- EXERCISE -
Set the entries down once more, exactly as they are worded.

- SOURCE DATA -
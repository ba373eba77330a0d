use axum::{extract::Request, http::header, middleware::Next, response::IntoResponse};

/// Security headers for responses the gateway authors itself.
///
/// Proxied responses pass through `next` as well, so headers the
/// downstream already set are left alone.
pub async fn security_headers_middleware(req: Request, next: Next) -> impl IntoResponse {
    let mut response = next.run(req).await;
    let headers = response.headers_mut();

    let defaults = [
        (header::X_CONTENT_TYPE_OPTIONS, "nosniff"),
        (
            header::STRICT_TRANSPORT_SECURITY,
            "max-age=31536000; includeSubDomains",
        ),
        (header::X_FRAME_OPTIONS, "DENY"),
    ];

    for (name, value) in defaults {
        if !headers.contains_key(&name) {
            headers.insert(name, header::HeaderValue::from_static(value));
        }
    }

    response
}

- EXERCISE RESULT -
repository ba373eba77330a0d
use axum::{extract::Request, http::header, middleware::Next, response::IntoResponse};

/// Security headers for responses the gateway authors itself.
///
/// Proxied responses pass through `next` as well, so headers the
/// downstream already set are left alone.
pub async fn security_headers_middleware(req: Request, next: Next) -> impl IntoResponse {
    let mut response = next.run(req).await;
    let headers = response.headers_mut();

    let defaults = [
        (header::X_CONTENT_TYPE_OPTIONS, "nosniff"),
        (
            header::STRICT_TRANSPORT_SECURITY,
            "max-age=31536000; includeSubDomains",
        ),
        (header::X_FRAME_OPTIONS, "DENY"),
    ];

    for (name, value) in defaults {
        if !headers.contains_key(&name) {
            headers.insert(name, header::HeaderValue::from_static(value));
        }
    }

    response
}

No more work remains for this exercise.